Nothing should be left out when you copy the entries below.

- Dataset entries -
◇ ◇ ◇ ◇ ◇

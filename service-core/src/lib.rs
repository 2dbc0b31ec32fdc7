//! service-core: Shared infrastructure for the invoicing workspace.
pub mod config;
pub mod error;
pub mod middleware;
pub mod observability;
pub mod utils;

pub use axum;
pub use serde;
pub use serde_json;
pub use tracing;
pub use validator;
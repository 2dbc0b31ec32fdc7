use crate::error::AppError;
use config::{Config as Cfg, File};
use serde::Deserialize;

#[derive(Debug, Deserialize, Clone)]
pub struct Config {
    #[serde(default = "default_port")]
    pub port: u16,

    #[serde(default = "default_environment")]
    pub environment: String,
}

fn default_port() -> u16 {
    8080
}

fn default_environment() -> String {
    "dev".to_string()
}

impl Config {
    pub fn load() -> Result<Self, AppError> {
        dotenvy::dotenv().ok();

        let config = Cfg::builder()
            .add_source(File::with_name("configuration").required(false))
            .add_source(config::Environment::with_prefix("APP").separator("__"))
            .build()?;

        let mut loaded: Config = config.try_deserialize()?;
        if let Ok(environment) = std::env::var("ENVIRONMENT") {
            loaded.environment = environment;
        }

        Ok(loaded)
    }

    /// Production deployments require every secret to be set explicitly.
    pub fn is_production(&self) -> bool {
        self.environment == "prod"
    }
}

impl Default for Config {
    fn default() -> Self {
        Self {
            port: default_port(),
            environment: default_environment(),
        }
    }
}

◇ ◇ ◇ ◇ ◇

- Output for this task -
filename service-core/src/lib.rs
repository 2dbc0b31ec32fdc7
//! service-core: Shared infrastructure for the invoicing workspace.
pub mod config;
pub mod error;
pub mod middleware;
pub mod observability;
pub mod utils;

pub use axum;
pub use serde;
pub use serde_json;
pub use tracing;
pub use validator;
repository 2dbc0b31ec32fdc7
use crate::error::AppError;
use config::{Config as Cfg, File};
use serde::Deserialize;

#[derive(Debug, Deserialize, Clone)]
pub struct Config {
    #[serde(default = "default_port")]
    pub port: u16,

    #[serde(default = "default_environment")]
    pub environment: String,
}

fn default_port() -> u16 {
    8080
}

fn default_environment() -> String {
    "dev".to_string()
}

impl Config {
    pub fn load() -> Result<Self, AppError> {
        dotenvy::dotenv().ok();

        let config = Cfg::builder()
            .add_source(File::with_name("configuration").required(false))
            .add_source(config::Environment::with_prefix("APP").separator("__"))
            .build()?;

        let mut loaded: Config = config.try_deserialize()?;
        if let Ok(environment) = std::env::var("ENVIRONMENT") {
            loaded.environment = environment;
        }

        Ok(loaded)
    }

    /// Production deployments require every secret to be set explicitly.
    pub fn is_production(&self) -> bool {
        self.environment == "prod"
    }
}

impl Default for Config {
    fn default() -> Self {
        Self {
            port: default_port(),
            environment: default_environment(),
        }
    }
}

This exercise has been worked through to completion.